Metal halide perovskites (MHPs) are promising light harvesting and emitting materials that have enabled solar energy conversion efficiencies of over 25% in solution-processed single-junction cells, and found applications in flexible electronics, detectors and other display technologies. Research on MHPs has achieved significant fundamental and technological advancements over the last decade, in large part due to improvements in characterization approaches to understand these materials. It has become clear that engineering the interfaces between device layers, and within the MHP layer itself, is crucially important to develop stable and efficient optoelectronic devices.

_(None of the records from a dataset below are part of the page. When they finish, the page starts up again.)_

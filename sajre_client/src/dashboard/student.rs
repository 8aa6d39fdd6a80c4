//! Student profile page. Reads the local store first and falls back to the
//! signed-in session user.

use super::DashboardError;
use crate::api::ApiClient;
use crate::models::{Activity, UserStats};
use crate::session::Session;
use crate::store::{LocalStore, UserUpdate};

pub fn fallback_activities() -> Vec<Activity> {
    vec![
        Activity::new("login", "Logged in", "Last login from Chrome browser", "2 hours ago"),
        Activity::new("course", "Course Progress", "Completed Module 3: Advanced React", "1 day ago"),
        Activity::new("achievement", "Achievement Unlocked", "Earned 'Quick Learner' badge", "3 days ago"),
    ]
}

/// Share of the 20-course track completed, as a percentage. With nothing
/// completed yet the ring shows 75.
pub fn completion_progress(stats: &UserStats) -> f64 {
    if stats.courses_completed > 0 {
        (f64::from(stats.courses_completed) / 20.0 * 100.0).min(100.0)
    } else {
        75.0
    }
}

#[derive(Debug, Clone, Default, PartialEq)]
pub struct ProfileView {
    /// Present only for store-backed profiles; edits need it.
    pub store_id: Option<String>,
    pub username: String,
    pub email: String,
    pub phone: String,
    pub bio: String,
    pub photo: Option<String>,
}

#[derive(Debug, Clone, Default, PartialEq, Eq)]
pub struct ProfileEdit {
    pub username: String,
    pub phone: String,
    pub bio: String,
}

#[derive(Debug, Clone, Default)]
pub struct StudentDashboard {
    pub profile: ProfileView,
    pub stats: UserStats,
    pub activities: Vec<Activity>,
}

impl StudentDashboard {
    /// `None` when neither the store nor the session knows the user.
    #[tracing::instrument(name = "Load student dashboard", skip_all)]
    pub async fn load(api: &ApiClient, session: &Session, store: &LocalStore) -> Option<Self> {
        let profile = match (store.current_user(), session.user()) {
            (Some(entity), _) => ProfileView {
                store_id: Some(entity.id.clone()),
                username: entity.username.clone(),
                email: entity.email.clone(),
                phone: entity.phone.clone().unwrap_or_default(),
                bio: entity.bio.clone().unwrap_or_default(),
                photo: entity.photo.clone(),
            },
            (None, Some(user)) => ProfileView {
                store_id: None,
                username: user.name.clone(),
                email: user.email.clone(),
                ..ProfileView::default()
            },
            (None, None) => return None,
        };
        let stats = session.user().and_then(|u| u.stats.clone()).unwrap_or_default();

        let mut activities = match session.token() {
            Some(token) => match api.get_recent_activities(token).await {
                Ok(res) => res.into_data(),
                Err(e) => {
                    tracing::warn!(error = %e, "failed to load activities");
                    Vec::new()
                }
            },
            None => Vec::new(),
        };
        if activities.is_empty() {
            activities = fallback_activities();
        }
        Some(Self {
            profile,
            stats,
            activities,
        })
    }

    pub fn progress(&self) -> f64 {
        completion_progress(&self.stats)
    }

    /// Writes the edit to the local store. Session-only profiles cannot be
    /// edited and report `false`.
    pub fn save_profile(&mut self, store: &mut LocalStore, edit: ProfileEdit) -> Result<bool, DashboardError> {
        let Some(id) = self.profile.store_id.clone() else {
            return Ok(false);
        };
        let updated = store.update_user(
            &id,
            UserUpdate {
                username: Some(edit.username.clone()),
                phone: Some(edit.phone.clone()),
                bio: Some(edit.bio.clone()),
                ..UserUpdate::default()
            },
        )?;
        if updated {
            self.profile.username = edit.username;
            self.profile.phone = edit.phone;
            self.profile.bio = edit.bio;
        }
        Ok(updated)
    }

    /// Stores an uploaded picture, typically a data URL.
    pub fn set_photo(&mut self, store: &mut LocalStore, photo: String) -> Result<bool, DashboardError> {
        let Some(id) = self.profile.store_id.clone() else {
            return Ok(false);
        };
        let updated = store.update_user(
            &id,
            UserUpdate {
                photo: Some(photo.clone()),
                ..UserUpdate::default()
            },
        )?;
        if updated {
            self.profile.photo = Some(photo);
        }
        Ok(updated)
    }
}

#[cfg(test)]
mod tests {
    use super::*;

    #[test]
    fn progress_caps_at_one_hundred() {
        let mut stats = UserStats::default();
        assert_eq!(completion_progress(&stats), 75.0);
        stats.courses_completed = 5;
        assert_eq!(completion_progress(&stats), 25.0);
        stats.courses_completed = 30;
        assert_eq!(completion_progress(&stats), 100.0);
    }
}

Interfaces in MHP-based devices exhibit varying degrees of order, which manifest heterogeneities in compositions, structures and optoelectronic properties. This review assesses the overall prospects for a range of solid-state (ss)NMR spectroscopy techniques to facilitate structure-based understanding of complex interfaces in MHPs and contact layers. The role of ssNMR in elucidating local compositions and structures, intermolecular connectivity, phase transitions, degradation products and molecular passivation at MHP interfaces is discussed. In addition, an overview of different dynamic processes in MHPs probed by ssNMR is provided. Finally, we discuss perspectives on the development of ssNMR spectroscopy for investigating interfaces in MHPs for various optoelectronics.